November 27-December 3
Granville, OH
Denison University
Residency

December 8-9
New York, NY
Metropolitan Museum of Art
Greatest Hits

December 15-16
New York, NY
Metropolitan Museum of Art
Greatest Hits

About ETHEL

Established in New York City in 1998, ETHEL quickly earned a reputation as one of America’s most adventurous string quartets—heirs to the likes of the Kronos Quartet and Soldier String Quartet, and part of a generation of young artists blending uptown, conservatory musicianship with downtown genre-crossing—by playing with the intensity and accoutrements of a rock band.
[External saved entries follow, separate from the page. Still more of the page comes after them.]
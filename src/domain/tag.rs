use crate::domain::version::{SemanticVersion, SemanticVersionFormat};
use crate::error::Result;
use git2::Oid;
use regex::Regex;

/// Represents a git tag and the version it carries, if any
#[derive(Debug, Clone, PartialEq)]
pub struct Tag {
    pub name: String,
    pub target: Oid,
    /// None when the name does not parse under the active format
    pub version: Option<SemanticVersion>,
}

impl Tag {
    /// Create a tag, parsing its version after stripping the prefix
    pub fn new(
        name: impl Into<String>,
        target: Oid,
        prefix: &TagPrefix,
        format: SemanticVersionFormat,
    ) -> Self {
        let name = name.into();
        let version = prefix.parse_version(&name, format);
        Tag {
            name,
            target,
            version,
        }
    }

    /// The pre-release label of the parsed version, empty for releases
    pub fn label(&self) -> &str {
        self.version.as_ref().map_or("", |v| v.label())
    }
}

/// Tag prefix pattern (e.g. `[vV]?`, `release-`)
#[derive(Debug, Clone)]
pub struct TagPrefix {
    pattern: Regex,
}

impl TagPrefix {
    /// Compile a prefix pattern; it is anchored at the start of the tag name
    pub fn new(pattern: &str) -> Result<Self> {
        let pattern = Regex::new(&format!("^(?:{})", pattern))?;
        Ok(TagPrefix { pattern })
    }

    /// Strip the prefix from a tag name
    pub fn strip<'a>(&self, tag: &'a str) -> &'a str {
        match self.pattern.find(tag) {
            Some(m) => &tag[m.end()..],
            None => tag,
        }
    }

    /// Parse the version part of a tag name
    pub fn parse_version(&self, tag: &str, format: SemanticVersionFormat) -> Option<SemanticVersion> {
        SemanticVersion::parse(self.strip(tag), format).ok()
    }
}

/// Pick the tag that represents a commit carrying several versions.
///
/// A tag whose label matches `label` wins; otherwise the highest version wins.
/// Unparsable tags are never picked.
pub fn preferred_tag<'a>(tags: &[&'a Tag], label: &str) -> Option<&'a Tag> {
    let versioned = || tags.iter().copied().filter(|t| t.version.is_some());

    versioned()
        .filter(|t| t.label().eq_ignore_ascii_case(label))
        .max_by(|a, b| a.version.cmp(&b.version))
        .or_else(|| versioned().max_by(|a, b| a.version.cmp(&b.version)))
}

#[cfg(test)]
mod tests {
    use super::*;

    fn oid(byte: u8) -> Oid {
        Oid::from_bytes(&[byte; 20]).unwrap()
    }

    fn prefix() -> TagPrefix {
        TagPrefix::new("[vV]?").unwrap()
    }

    #[test]
    fn test_tag_new_parses_version() {
        let tag = Tag::new("v1.2.3", oid(1), &prefix(), SemanticVersionFormat::Strict);
        assert_eq!(tag.version, Some(SemanticVersion::new(1, 2, 3)));
    }

    #[test]
    fn test_tag_unparsable_has_no_version() {
        let tag = Tag::new("nightly", oid(1), &prefix(), SemanticVersionFormat::Strict);
        assert_eq!(tag.version, None);
        let short = Tag::new("v1.2", oid(1), &prefix(), SemanticVersionFormat::Strict);
        assert_eq!(short.version, None);
        let loose = Tag::new("v1.2", oid(1), &prefix(), SemanticVersionFormat::Loose);
        assert_eq!(loose.version, Some(SemanticVersion::new(1, 2, 0)));
    }

    #[test]
    fn test_custom_prefix() {
        let prefix = TagPrefix::new("release-").unwrap();
        assert_eq!(prefix.strip("release-1.2.3"), "1.2.3");
        assert_eq!(prefix.strip("1.2.3"), "1.2.3");
        assert!(TagPrefix::new("(broken").is_err());
    }

    #[test]
    fn test_preferred_tag_label_match_wins() {
        let p = prefix();
        let beta = Tag::new("4.0.0-beta.14", oid(1), &p, SemanticVersionFormat::Strict);
        let gamma = Tag::new("4.0.0-gamma.14", oid(1), &p, SemanticVersionFormat::Strict);
        let picked = preferred_tag(&[&beta, &gamma], "gamma").unwrap();
        assert_eq!(picked.name, "4.0.0-gamma.14");
        let picked = preferred_tag(&[&gamma, &beta], "beta").unwrap();
        assert_eq!(picked.name, "4.0.0-beta.14");
    }

    #[test]
    fn test_preferred_tag_highest_without_match() {
        let p = prefix();
        let low = Tag::new("1.0.0", oid(1), &p, SemanticVersionFormat::Strict);
        let high = Tag::new("1.1.0", oid(1), &p, SemanticVersionFormat::Strict);
        let junk = Tag::new("latest", oid(1), &p, SemanticVersionFormat::Strict);
        let picked = preferred_tag(&[&low, &junk, &high], "alpha").unwrap();
        assert_eq!(picked.name, "1.1.0");
        assert!(preferred_tag(&[&junk], "").is_none());
    }
}
pub mod analyzer;
pub mod config;
pub mod domain;
pub mod error;
pub mod git;
pub mod output;
pub mod ui;
pub mod warnings;

pub use analyzer::{Calculation, VersionCalculator};
pub use error::{GitSemverError, Result};
pub use output::SemanticVersionInfo;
The New York Times has described ETHEL as “indefatigable and eclectic,” and The New Yorker has deemed the group“vital and brilliant.” Nearly two decades into its singular career, ETHEL has in turn become seminal in its own right, a path-breaker for countless younger genre-spanning ensembles, and a prolific commissioner of new music.
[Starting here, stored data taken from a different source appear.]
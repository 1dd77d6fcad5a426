use crate::analyzer::context::CalculationContext;
use crate::analyzer::strategies::mainline::{replay_candidates, ReplayMode};
use crate::analyzer::strategies::{BaseVersionCandidate, VersionStrategy};
use crate::config::VersionStrategyKind;
use crate::error::Result;
use crate::git::Repository;

/// Like the mainline strategy, but every commit after the base tag is a bump
/// event, including those reached through merges. Merge commits themselves
/// only bump when their message carries a marker.
pub struct TrunkBasedStrategy;

impl<R: Repository> VersionStrategy<R> for TrunkBasedStrategy {
    fn kind(&self) -> VersionStrategyKind {
        VersionStrategyKind::TrunkBased
    }

    fn candidates(&self, ctx: &CalculationContext<'_, R>) -> Result<Vec<BaseVersionCandidate>> {
        replay_candidates(ctx, ReplayMode::AllCommits, VersionStrategyKind::TrunkBased)
    }
}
At the heart of ETHEL is a collaborative ethos—a quest for a common creative expression that is forged in the celebration of community. In addition to premiering 21st century works by a broad range of groundbreaking composers, the quartet creates and tours rich, often multimedia, productions in which community engagement is a key element.
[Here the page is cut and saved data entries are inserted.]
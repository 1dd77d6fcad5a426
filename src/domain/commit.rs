use crate::domain::version::VersionField;
use crate::error::Result;
use chrono::{DateTime, Utc};
use git2::Oid;
use regex::Regex;
use std::sync::OnceLock;

/// A commit as read from the graph accessor
#[derive(Debug, Clone, PartialEq, Eq)]
pub struct Commit {
    pub id: Oid,
    /// Parent ids, first parent first
    pub parents: Vec<Oid>,
    pub message: String,
    /// Seconds since the Unix epoch
    pub author_time: i64,
    /// Seconds since the Unix epoch
    pub commit_time: i64,
}

impl Commit {
    pub fn is_merge(&self) -> bool {
        self.parents.len() > 1
    }

    pub fn first_parent(&self) -> Option<Oid> {
        self.parents.first().copied()
    }

    /// First line of the message
    pub fn summary(&self) -> &str {
        self.message.lines().next().unwrap_or("")
    }

    pub fn commit_date(&self) -> Option<DateTime<Utc>> {
        DateTime::from_timestamp(self.commit_time, 0)
    }
}

/// Parsed representation of a conventional commit message
#[derive(Debug, Clone, PartialEq, Eq)]
pub struct ConventionalCommit {
    pub r#type: String,
    pub scope: Option<String>,
    pub description: String,
    pub is_breaking_change: bool,
}

fn conventional_pattern() -> Option<&'static Regex> {
    static PATTERN: OnceLock<Option<Regex>> = OnceLock::new();
    PATTERN
        .get_or_init(|| Regex::new(r"^([a-z]+)(?:\(([^)]+)\))?(!?):\s*(.*)").ok())
        .as_ref()
}

impl ConventionalCommit {
    /// Parse a commit message according to the conventional commits spec
    ///
    /// Supports `type(scope)!: description` with optional scope and `!`.
    /// Returns None for non-conventional messages.
    pub fn parse(message: &str) -> Option<Self> {
        let captures = conventional_pattern()?.captures(message)?;

        let r#type = captures.get(1)?.as_str().to_string();
        let scope = captures.get(2).map(|m| m.as_str().to_string());
        let has_exclamation = captures.get(3).map(|m| m.as_str()) == Some("!");
        let description = captures
            .get(4)
            .map(|m| m.as_str().to_string())
            .unwrap_or_default();

        let is_breaking_change = has_exclamation
            || message.contains("BREAKING CHANGE:")
            || message.contains("BREAKING-CHANGE:");

        Some(ConventionalCommit {
            r#type,
            scope,
            description,
            is_breaking_change,
        })
    }

    /// The bump this commit implies, if any
    pub fn increment(&self) -> Option<VersionField> {
        if self.is_breaking_change {
            return Some(VersionField::Major);
        }
        match self.r#type.as_str() {
            "feat" | "feature" => Some(VersionField::Minor),
            "fix" | "perf" => Some(VersionField::Patch),
            _ => None,
        }
    }
}

/// Compiled `+semver:` bump markers
#[derive(Debug, Clone)]
pub struct BumpMarkers {
    major: Regex,
    minor: Regex,
    patch: Regex,
    none: Regex,
    conventional_commits: bool,
}

impl BumpMarkers {
    /// Compile marker patterns; any invalid pattern is a configuration error
    pub fn new(
        major: &str,
        minor: &str,
        patch: &str,
        none: &str,
        conventional_commits: bool,
    ) -> Result<Self> {
        Ok(BumpMarkers {
            major: Regex::new(major)?,
            minor: Regex::new(minor)?,
            patch: Regex::new(patch)?,
            none: Regex::new(none)?,
            conventional_commits,
        })
    }

    /// The highest-priority marker in a single message
    pub fn find(&self, message: &str) -> Option<VersionField> {
        let explicit = if self.major.is_match(message) {
            Some(VersionField::Major)
        } else if self.minor.is_match(message) {
            Some(VersionField::Minor)
        } else if self.patch.is_match(message) {
            Some(VersionField::Patch)
        } else if self.none.is_match(message) {
            Some(VersionField::None)
        } else {
            None
        };

        if !self.conventional_commits {
            return explicit;
        }

        let conventional = ConventionalCommit::parse(message).and_then(|c| c.increment());
        match (explicit, conventional) {
            (Some(a), Some(b)) => Some(a.max(b)),
            (a, b) => a.or(b),
        }
    }

    /// The highest-priority marker across many messages (major > minor > patch > none)
    pub fn find_highest<'a>(
        &self,
        messages: impl IntoIterator<Item = &'a str>,
    ) -> Option<VersionField> {
        messages.into_iter().filter_map(|m| self.find(m)).max()
    }
}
ETHEL is currently touring the evening-length ETHEL’s Documerica, inspired by the tens of thousands of images shot as part of the Environmental Protection Agency’s 1971 Documerica Project, a decade-long initiative that commissioned photographers across the land to document the state of the environment and its impact on society. Directed by OBIE Award-winner Steve Cosson, with projection design by Deborah Johnson, ETHEL’s Documerica features new work by ETHEL members and music the quartet commissioned from other uniquely American artists. The quartet released a Documerica album in 2015. Other current evening-length programs include The River, a collaboration with Taos Pueblo flutist Robert Mirabal (album released June 2016), and Blue Dress, which pays special homage to women making their musical mark on the 21st century.

ETHEL has collaborated with artists including David Byrne, Bang on a Can All Stars, Kaki King, Todd Rundgren, Carlo Mombelli, Ursula Oppens, Juana Molina, Tom Verlaine, STEW and Heidi Rodewald, Ensemble Modern, Jill Sobule, Dean Osborne, Robert Mirabal, Howard Levy, Simone Sou, Andrew Bird, Iva Bittová, Colin Currie, Thomas Dolby, Jeff Peterson, Oleg Fateev, Stephen Gosling, Jake Shimabukuro, Polygraph Lounge and Vijay Iyer.

The quartet regularly performs works by all of the members of the ensemble, alongside music by Philip Glass, Julia Wolfe, Phil Kline, David Lang, Dan Friel, Mary Ellen Childs, John King, Raz Mesinai, John Zorn, Missy Mazzoli, Anna Clyne, Steve Reich, Kenji Bunch, Don Byron, Aleksandra Vrebalov, Marcelo Zarvos, Pamela Z, Evan Ziporyn and Terry Riley. Over the past five years, ETHEL has premiered 150+ new works, many of them commissioned by the quartet.

ETHEL is the Resident Ensemble at The Metropolitan Museum of Art’s Balcony Bar and Ensemble-in-Residence at Denison University.

ETHEL is Ralph Farris (viola), Kip Jones (violin), Dorothy Lawson (cello) and Corin Lee (violin).